A new category of heel: The customer service saboteur

PULLMAN, Wash.—There are jerks, and then there are jerks.

Joel Anaya has given them a fair amount of study, focusing on that very special jerk who can take a routine service experience—dining out, paying at a cash register, air travel—and make it a nightmare.

Anaya has even coined a term for it—"customer service sabotage"—and discerned seven different categories of rude customers who can be a serious liability for the service industry.

"Customers don't just go to a restaurant to enjoy a burger," he says. "They go to have a good time, to enjoy the ambience of the establishment. If that's ever affected, if they ever leave liking your hamburger but saying they had a bad time, that's not a win for the restaurant."

Anaya, a McNair scholar and senior in Hospitality Business Management at Washington State University, recently presented his findings at the school's Academic Showcase.

Anaya, 21, of Pasco, Wash., had set out simply to study customers who misbehave. Then he realized no one had looked at how those customers affect the experience of others.

For data, he culled more than 200 accounts of customers annoying fellow customers from four websites: notalwaysright.com, dinnersfromhell.com, flightsfromhell.com and servernightmares.com.

"I never even heard of these websites before," says Anaya.

It was an odyssey in retail-level strangeness.

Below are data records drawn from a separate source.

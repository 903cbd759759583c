use std::sync::Arc;
use std::time::Instant;

use miette::{Context, Result};
use tracing::{debug, info, info_span, warn, Instrument};
use uuid::Uuid;

use crate::Participant;

/// Wraps a reply from the first participant before handing it to the second.
pub fn respond_prompt(message: &str) -> String {
    format!("Respond to the following message: '{message}'")
}

/// The four replies of one exchange, in the order they were produced.
#[derive(Debug, Clone, PartialEq, Eq)]
pub struct ExchangeResult {
    pub first_reply: String,
    pub second_reply: String,
    pub first_final: String,
    pub second_final: String,
}

/// Runs the fixed first → second → first → second sequence.
///
/// Each prompt is the previous reply; prompts to the second participant are
/// wrapped with [`respond_prompt`]. The first failure aborts the exchange.
#[derive(Clone)]
pub struct Exchange {
    first: Arc<dyn Participant>,
    second: Arc<dyn Participant>,
}

impl Exchange {
    pub fn new(first: impl Participant + 'static, second: impl Participant + 'static) -> Self {
        Self {
            first: Arc::new(first),
            second: Arc::new(second),
        }
    }

    pub fn first(&self) -> &dyn Participant {
        self.first.as_ref()
    }

    pub fn second(&self) -> &dyn Participant {
        self.second.as_ref()
    }

    pub async fn run(&self, topic: &str) -> Result<ExchangeResult> {
        let span = info_span!(
            "exchange",
            id = %Uuid::new_v4(),
            first = self.first.name(),
            second = self.second.name(),
        );

        self.run_turns(topic).instrument(span).await
    }

    async fn run_turns(&self, topic: &str) -> Result<ExchangeResult> {
        let started = Instant::now();
        info!(topic, "Starting exchange");

        let first_reply = turn(1, self.first(), topic).await?;
        let second_reply = turn(2, self.second(), &respond_prompt(&first_reply)).await?;
        let first_final = turn(3, self.first(), &second_reply).await?;
        let second_final = turn(4, self.second(), &respond_prompt(&first_final)).await?;

        info!(elapsed = ?started.elapsed(), "Exchange complete");

        Ok(ExchangeResult {
            first_reply,
            second_reply,
            first_final,
            second_final,
        })
    }
}

async fn turn(number: u8, participant: &dyn Participant, prompt: &str) -> Result<String> {
    let started = Instant::now();

    let reply = participant
        .reply(prompt)
        .await
        .map_err(|err| {
            warn!(participant = participant.name(), turn = number, "Turn failed: {err}");
            err
        })
        .wrap_err_with(|| format!("{} failed on turn {number}", participant.name()))?;

    debug!(
        participant = participant.name(),
        turn = number,
        reply_len = reply.len(),
        "Turn took {:?}",
        started.elapsed()
    );

    Ok(reply)
}
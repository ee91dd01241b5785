//! Ledger configuration error types.

use thiserror::Error;

use super::models::TimeSlot;

/// Errors rejected at ledger construction time.
///
/// Recoverable booking failures (`InvalidTimeSlot`, `NoTablesAvailable`) are
/// ordinary [`super::models::BookingOutcome`] values, not errors.
#[derive(Clone, Debug, Eq, Error, PartialEq)]
pub enum ConfigError {
    /// The dining room needs at least one table
    #[error("total tables must be greater than zero")]
    NoTables,

    /// The hold duration must be positive
    #[error("hold duration must be greater than zero seconds")]
    ZeroHold,

    /// The service window needs at least one bookable slot
    #[error("service window has no time slots")]
    EmptyServiceWindow,

    /// Slot labels must be unique within the service window
    #[error("duplicate time slot {0} in service window")]
    DuplicateSlot(TimeSlot),
}

/// Result type for ledger construction.
pub type ConfigResult<T> = Result<T, ConfigError>;
//! Booking engine constants.

/// Default number of tables in the dining room.
pub const DEFAULT_TOTAL_TABLES: usize = 10;

/// Default number of seconds a booking holds its table before automatic
/// release. Stands in for a real checkout event.
pub const DEFAULT_HOLD_SECS: u64 = 30;

/// First hour of the evening service window (inclusive).
pub const SERVICE_OPEN_HOUR: u8 = 18;

/// Last hour of the evening service window (inclusive). The final bookable
/// slot is the half-hour mark of this hour.
pub const SERVICE_LAST_HOUR: u8 = 23;

/// Maximum accepted guest name length. Longer names are truncated.
pub const MAX_GUEST_NAME_LENGTH: usize = 32;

Washington State University student Joel Anaya found ways to categorize customers who ruin the service experience for others.

(Photo Credit: WSU photo)

"There are these weirdoes," Anaya says, "but these weirdoes are now going to be coming into contact with your good, normal paying customers."

In analyzing the different accounts, Anaya came up with the following categories of customer sabotage.

  • "Badmouthers," the most common saboteurs, used profanity and raised their voices.

    "It's crazy what a few bad words can do, how uncomfortable they can really make other customers nearby," says Anaya.

  • "Paranoid shouters," a close second in Anaya's tabulations, are "really irate customers who don't know how to handle themselves." They are like badmouthers but start yelling at the first sign of inadequate service or a perceived injustice.
  • Customers with poor hygiene were a close third.

    "Quite frankly, they smelled," says Anaya. Or they sweat on to other people, picked their noses, sneezed openly, or all of the above. They are most often found on airplanes.

  • Some customers make outlandish requests, like the one who insisted on paying at a grocery store in pennies while others had to wait.
  • "Service rule breakers" don't follow social norms, like waiting their turn instead of cutting in line.
  • "Bad parents with bad kids" refuse to discipline unruly children whose behavior is bothering others.

    This category made Anaya nervous, as if he might be blaming the parent on a flight whose child is crying uncontrollably. But he let the data speak for itself.

    "I just made it objective," he says. "'This kind of customer affected this kind of service experience.'"

  • Unknowledgeable customers will belabor service workers with endless questions or minor quibbles while others have to wait.

Anaya hopes that managers and workers can use the categories to reevaluate customer complaints and in some cases realize their service wasn't to blame, or that the service experience might be changed to head off such behavior in the future.

"It just begins with the acknowledgment as managers to say to your employees, your front desks, your servers: 'Keep an eye out for them,'" says Anaya. "These are the type of people that exist. These are the types of people that may affect our service quality perception from other customers."